Sep 27, 2011

Cloud-based delivery model

My company is considering changing our business model to become a SaaS-driven organization, so rather than selling licenses for software outright which customers would host on their own servers, they would subscribe to our products and connect via the cloud. One of our concerns is the impact this shift will have to our economic model--lower upfront revenue of subscription vs. traditional license. Are there any recommendations on how to minimize the risk associated with this shift?

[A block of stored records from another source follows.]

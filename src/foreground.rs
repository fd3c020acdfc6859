//! Foreground feed loading.
//!
//! User-visible loads race against navigation: when a newer load begins, any
//! older one must drop its continuations, store writes included, instead of
//! clobbering the screen the user is now on. Each load takes a token from a
//! shared [`CancelSource`] and checks it after every await point that leads
//! to observable work.

use std::sync::Arc;

use crate::app::{Result, TributaryError};
use crate::cancel::CancelSource;
use crate::domain::CachedArticle;
use crate::source::{CollectingSink, SourceFetcher, SourceRegistry, SourceRequest};
use crate::store::ArticleStore;

#[derive(Debug)]
pub enum LoadOutcome {
    /// The load finished; its articles are cached and ready to show.
    Loaded {
        label: Option<String>,
        articles: Vec<CachedArticle>,
    },
    /// A newer load superseded this one before it finished.
    Cancelled,
}

#[derive(Clone)]
pub struct ForegroundFetch {
    registry: Arc<SourceRegistry>,
    store: Arc<dyn ArticleStore + Send + Sync>,
    cancel: CancelSource,
}

impl ForegroundFetch {
    pub fn new(
        registry: Arc<SourceRegistry>,
        store: Arc<dyn ArticleStore + Send + Sync>,
    ) -> Self {
        Self {
            registry,
            store,
            cancel: CancelSource::new(),
        }
    }

    /// Load one feed URL, caching what arrives under `feed_id`.
    pub async fn load_feed(
        &self,
        feed_id: &str,
        url: &str,
        name: Option<&str>,
    ) -> Result<LoadOutcome> {
        let request = SourceRequest {
            feed_id: feed_id.to_string(),
            category_id: None,
            url: Some(url.to_string()),
            name: name.map(String::from),
        };
        self.run(self.registry.syndication(), request).await
    }

    /// Load a category listing through a registered provider.
    pub async fn load_category(&self, provider: &str, category_id: &str) -> Result<LoadOutcome> {
        let fetcher = self
            .registry
            .find(provider)
            .ok_or_else(|| TributaryError::UnknownSource(provider.to_string()))?;
        let request = SourceRequest {
            feed_id: category_id.to_string(),
            category_id: Some(category_id.to_string()),
            url: None,
            name: None,
        };
        self.run(fetcher, request).await
    }

    /// Invalidate whatever load is currently in flight.
    pub fn cancel_pending(&self) {
        self.cancel.begin();
    }

    async fn run(
        &self,
        fetcher: Arc<dyn SourceFetcher>,
        request: SourceRequest,
    ) -> Result<LoadOutcome> {
        let token = self.cancel.begin();
        let sink = CollectingSink::new();

        fetcher.fetch(&request, &sink).await?;

        if token.is_cancelled() {
            tracing::debug!(feed_id = %request.feed_id, "load superseded, dropping fetched articles");
            return Ok(LoadOutcome::Cancelled);
        }

        let articles = sink.take_items();
        let mut cached = 0usize;
        for article in &articles {
            if self.store.cache_article(article) {
                cached += 1;
            }
        }
        tracing::debug!(feed_id = %request.feed_id, cached, "foreground load cached articles");

        if token.is_cancelled() {
            return Ok(LoadOutcome::Cancelled);
        }
        Ok(LoadOutcome::Loaded {
            label: sink.label(),
            articles,
        })
    }
}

We're still expecting to maintain our consulting/implementation revenue somewhat, since our products are complex and our customers seem to enjoy a little hand-holding at least initially.

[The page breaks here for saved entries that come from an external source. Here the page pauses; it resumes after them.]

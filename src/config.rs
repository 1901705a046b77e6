//! Control-plane configuration.
//!
//! Loaded from a YAML file (path in `CAPPLANE_CONFIG`, default
//! `capplane.yaml`). A missing file yields the defaults. `PORT` overrides
//! `server.port`.

use std::path::{Path, PathBuf};

use serde::{Deserialize, Serialize};
use thiserror::Error;

use crate::env::EnvironmentContext;

/// Environment variable naming the configuration file.
pub const CONFIG_PATH_VAR: &str = "CAPPLANE_CONFIG";

const DEFAULT_CONFIG_PATH: &str = "capplane.yaml";

#[derive(Debug, Error)]
pub enum ConfigError {
    #[error("YAML error: {0}")]
    Yaml(#[from] serde_yaml::Error),

    #[error("IO error: {0}")]
    Io(#[from] std::io::Error),

    #[error("Invalid configuration: {0}")]
    Invalid(String),
}

/// HTTP listener settings.
#[derive(Debug, Clone, Serialize, Deserialize)]
pub struct ServerConfig {
    #[serde(default = "default_host")]
    pub host: String,
    #[serde(default = "default_port")]
    pub port: u16,
}

fn default_host() -> String { "0.0.0.0".to_string() }
fn default_port() -> u16 { 8080 }

impl Default for ServerConfig {
    fn default() -> Self {
        Self {
            host: default_host(),
            port: default_port(),
        }
    }
}

impl ServerConfig {
    pub fn bind_addr(&self) -> String {
        format!("{}:{}", self.host, self.port)
    }
}

/// Top-level configuration.
#[derive(Debug, Clone, Serialize, Deserialize)]
#[serde(rename_all = "camelCase")]
pub struct PlaneConfig {
    #[serde(default)]
    pub server: ServerConfig,

    /// Root of the local capability cache.
    #[serde(default = "default_cache_dir")]
    pub cache_dir: PathBuf,

    /// YAML seed for the in-memory resource store.
    #[serde(default)]
    pub store_seed: Option<PathBuf>,

    #[serde(default)]
    pub environments: Vec<EnvironmentContext>,
}

fn default_cache_dir() -> PathBuf { PathBuf::from("capabilities") }

impl Default for PlaneConfig {
    fn default() -> Self {
        Self {
            server: ServerConfig::default(),
            cache_dir: default_cache_dir(),
            store_seed: None,
            environments: Vec::new(),
        }
    }
}

impl PlaneConfig {
    /// Parse and validate a configuration document.
    pub fn from_yaml(yaml: &str) -> Result<Self, ConfigError> {
        let config: Self = serde_yaml::from_str(yaml)?;
        config.validate()?;
        Ok(config)
    }

    /// Read a configuration file; a missing file yields the defaults.
    pub fn from_yaml_file(path: &Path) -> Result<Self, ConfigError> {
        if !path.exists() {
            log::debug!("No configuration at {}, using defaults", path.display());
            return Ok(Self::default());
        }
        let content = std::fs::read_to_string(path)?;
        Self::from_yaml(&content)
    }

    /// Load from `CAPPLANE_CONFIG` and apply the `PORT` override.
    pub fn from_env() -> Result<Self, ConfigError> {
        let path = std::env::var(CONFIG_PATH_VAR).unwrap_or_else(|_| DEFAULT_CONFIG_PATH.to_string());
        let mut config = Self::from_yaml_file(Path::new(&path))?;

        if let Ok(port) = std::env::var("PORT") {
            config.server.port = port
                .parse()
                .map_err(|_| ConfigError::Invalid(format!("PORT `{}` is not a port number", port)))?;
        }
        Ok(config)
    }

    /// Environment names must be unique and non-empty.
    fn validate(&self) -> Result<(), ConfigError> {
        for (i, env) in self.environments.iter().enumerate() {
            if env.name.is_empty() {
                return Err(ConfigError::Invalid(format!("environments[{}] has no name", i)));
            }
            if self.environments[..i].iter().any(|e| e.name == env.name) {
                return Err(ConfigError::Invalid(format!(
                    "environment `{}` is defined twice",
                    env.name
                )));
            }
        }
        Ok(())
    }
}

#[cfg(test)]
mod tests {
    use super::*;

    #[test]
    fn test_defaults() {
        let config = PlaneConfig::from_yaml("{}").unwrap();
        assert_eq!(config.server.port, 8080);
        assert_eq!(config.server.bind_addr(), "0.0.0.0:8080");
        assert_eq!(config.cache_dir, PathBuf::from("capabilities"));
        assert!(config.environments.is_empty());
    }

    #[test]
    fn test_full_document() {
        let yaml = r#"
server:
  port: 9000
cacheDir: /var/lib/capplane/capabilities
storeSeed: cluster.yaml
environments:
  - name: dev
    namespace: dev-ns
    defaultAppGroup: sandbox
"#;
        let config = PlaneConfig::from_yaml(yaml).unwrap();
        assert_eq!(config.server.bind_addr(), "0.0.0.0:9000");
        assert_eq!(config.store_seed, Some(PathBuf::from("cluster.yaml")));
        assert_eq!(config.environments[0].namespace, "dev-ns");
    }

    #[test]
    fn test_duplicate_environment_rejected() {
        let yaml = r#"
environments:
  - { name: dev, namespace: a }
  - { name: dev, namespace: b }
"#;
        assert!(matches!(PlaneConfig::from_yaml(yaml), Err(ConfigError::Invalid(_))));
    }

    #[test]
    fn test_missing_file_yields_defaults() {
        let dir = tempfile::tempdir().unwrap();
        let config = PlaneConfig::from_yaml_file(&dir.path().join("absent.yaml")).unwrap();
        assert_eq!(config.server.port, 8080);
    }
}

While short-term revenue shift is a concern that all traditional on-premise technology companies face as they make a transition towards delivering cloud based subscription services, cannibalization of existing revenue streams is a bigger threat and addressing it requires a clearly thought through offering strategy, i.e. which customer segments are to be targeted with a cloud offer? Is there a differentiated value proposition of the cloud vs. traditional offers? How can my cloud offer drive incremental net new revenue? Companies that have been most successful with launching cloud offers have been thoughtful about creating distinct & incremental value prop with these offers – three strategies could work:


1. Positioning all the value added “benefits” that your cloud based offering brings to the table, and pricing appropriately for it; e.g. hosting services, managed environment  - quicker updates, no client installs, uptime SLAs, etc. Using this approach could surface opportunities to revisit the existing base to up-sell these additional features


2. Creating cloud base “add-on” services in adjacent areas; e.g. data and analytics, Optimization services, etc.


3. Create offers to target a distinct customer or market segment, e.g. SMBs, emerging countries, or new industry sub-segments


Strategy #1 and #2 above leverages the cloud model to inherently increase the value proposition of the core product and can be leveraged to drive incremental net new revenue even within the existing base. #3 has the potential to cannibalize existing product sales if the positioning is not appropriately targeted.

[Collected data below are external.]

//! Axum route handlers for the control-plane HTTP API.
//!
//! # Routes
//!
//! - `GET  /health`:           Returns `{"status": "ok", "version": "..."}`
//! - `GET  /traits`:           `TraitMeta` rows, optional `?workload=` filter
//! - `GET  /workloads`:        `WorkloadMeta` rows
//! - `GET  /workloads/:name`:  One workload definition
//! - `POST /workloads`:        Accepts `RunRequest`, returns `RunResponse`
//! - `GET  /envs`:             Configured environments
//! - `GET  /envs/:name`:       One environment

use std::sync::Arc;

use axum::{
    extract::{rejection::JsonRejection, Path, Query, State},
    http::StatusCode,
    response::{IntoResponse, Response},
    routing::get,
    Json, Router,
};
use serde::Deserialize;
use tower_http::cors::CorsLayer;
use tower_http::trace::TraceLayer;

use crate::capabilities::{CapabilityDefinition, CapabilityKind};
use crate::env::EnvironmentContext;
use crate::error::{ErrorKind, PlaneError, ValidationError};
use crate::matcher::{TraitMeta, WorkloadMeta};
use crate::plane::{ControlPlane, RunRequest, RunResponse};

/// Shared application state for the HTTP server.
#[derive(Clone)]
pub struct AppState {
    pub plane: Arc<ControlPlane>,
}

impl AppState {
    pub fn new(plane: ControlPlane) -> Self {
        Self {
            plane: Arc::new(plane),
        }
    }
}

/// A [`PlaneError`] on its way out as an HTTP response.
pub struct ApiError(PlaneError);

impl From<PlaneError> for ApiError {
    fn from(err: PlaneError) -> Self {
        Self(err)
    }
}

/// A body that does not decode is a validation failure of the request body.
impl From<JsonRejection> for ApiError {
    fn from(rejection: JsonRejection) -> Self {
        Self(ValidationError::new(REQUEST_BODY_PARAM, rejection.body_text()).into())
    }
}

/// Name reported as the offending parameter when the body itself is invalid.
pub const REQUEST_BODY_PARAM: &str = "body";

/// HTTP status for each error kind.
pub fn status_for(kind: ErrorKind) -> StatusCode {
    match kind {
        ErrorKind::NotFoundError => StatusCode::NOT_FOUND,
        ErrorKind::ValidationError => StatusCode::BAD_REQUEST,
        ErrorKind::RegistryFetchError => StatusCode::BAD_GATEWAY,
        ErrorKind::CancelledError => StatusCode::SERVICE_UNAVAILABLE,
        ErrorKind::KindMismatchError | ErrorKind::ApplyError => StatusCode::INTERNAL_SERVER_ERROR,
    }
}

impl IntoResponse for ApiError {
    fn into_response(self) -> Response {
        let body = self.0.to_body();
        let status = status_for(body.kind);
        if status.is_server_error() {
            tracing::error!(kind = ?body.kind, "{}", body.message);
        } else {
            tracing::debug!(kind = ?body.kind, "{}", body.message);
        }
        (status, Json(body)).into_response()
    }
}

/// Build the axum router with all routes.
pub fn app_router(state: AppState) -> Router {
    Router::new()
        .route("/health", get(health_handler))
        .route("/traits", get(list_traits_handler))
        .route(
            "/workloads",
            get(list_workloads_handler).post(run_workload_handler),
        )
        .route("/workloads/:name", get(get_workload_handler))
        .route("/envs", get(list_envs_handler))
        .route("/envs/:name", get(get_env_handler))
        .layer(TraceLayer::new_for_http())
        .layer(CorsLayer::permissive())
        .with_state(state)
}

/// GET /health: liveness probe.
async fn health_handler() -> impl IntoResponse {
    Json(serde_json::json!({
        "status": "ok",
        "version": crate::VERSION,
        "service": "capplane",
    }))
}

#[derive(Debug, Default, Deserialize)]
struct TraitsQuery {
    #[serde(default)]
    workload: String,
}

/// GET /traits: list traits, optionally filtered by workload type.
async fn list_traits_handler(
    State(state): State<AppState>,
    Query(query): Query<TraitsQuery>,
) -> Result<Json<Vec<TraitMeta>>, ApiError> {
    Ok(Json(state.plane.list_traits(&query.workload).await?))
}

/// GET /workloads: list workload types.
async fn list_workloads_handler(
    State(state): State<AppState>,
) -> Result<Json<Vec<WorkloadMeta>>, ApiError> {
    Ok(Json(state.plane.list_workloads().await?))
}

/// GET /workloads/:name: one workload type by name or short alias.
async fn get_workload_handler(
    State(state): State<AppState>,
    Path(name): Path<String>,
) -> Result<Json<CapabilityDefinition>, ApiError> {
    Ok(Json(
        state
            .plane
            .get_capability(CapabilityKind::Workload, &name)
            .await?,
    ))
}

/// POST /workloads: stage or apply a workload.
///
/// Request:  `RunRequest` = `{ "envName", "workloadName", "workloadType", "appGroup", "staging", "flags": [{name, value}] }`
/// Response: `RunResponse`
async fn run_workload_handler(
    State(state): State<AppState>,
    payload: Result<Json<RunRequest>, JsonRejection>,
) -> Result<Json<RunResponse>, ApiError> {
    let Json(request) = payload?;
    Ok(Json(state.plane.run(request).await?))
}

/// GET /envs: configured environments.
async fn list_envs_handler(State(state): State<AppState>) -> Json<Vec<EnvironmentContext>> {
    Json(state.plane.environments().to_vec())
}

/// GET /envs/:name: one environment.
async fn get_env_handler(
    State(state): State<AppState>,
    Path(name): Path<String>,
) -> Result<Json<EnvironmentContext>, ApiError> {
    Ok(Json(state.plane.environment(&name)?))
}

// ---------------------------------------------------------------------------
// Tests
// ---------------------------------------------------------------------------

-- Dhaval Moogimane, Partner, Waterstone Management Group 



Well, there are two common approaches to increasing revenue. The first is to attract new customers. The second is to increase sales from your existing customer base. Is your cloud-based delivery mechanism capable of doing everything that the boxed software could do? If so, then you don't want to set your prices for the cloud-based services to a great deal less than the existing product because of how it cannibalizes your existing sales. And if the cloud-based method offers more features or different features, then you should market it in such a way to highlight those differences as improvements.


As for the customer hand-holding, consulting services are a great way to increase revenue because you're not just getting paid to have customers become more familiar with their product; it also gives you insight into how your customers use your product, how their business process flows, and perhaps even tells you about their concerns or informs you about the kinds of things they would like to see in the future. Building a better relationship with existing customers is a critical skill, especially as we move to hosted software systems.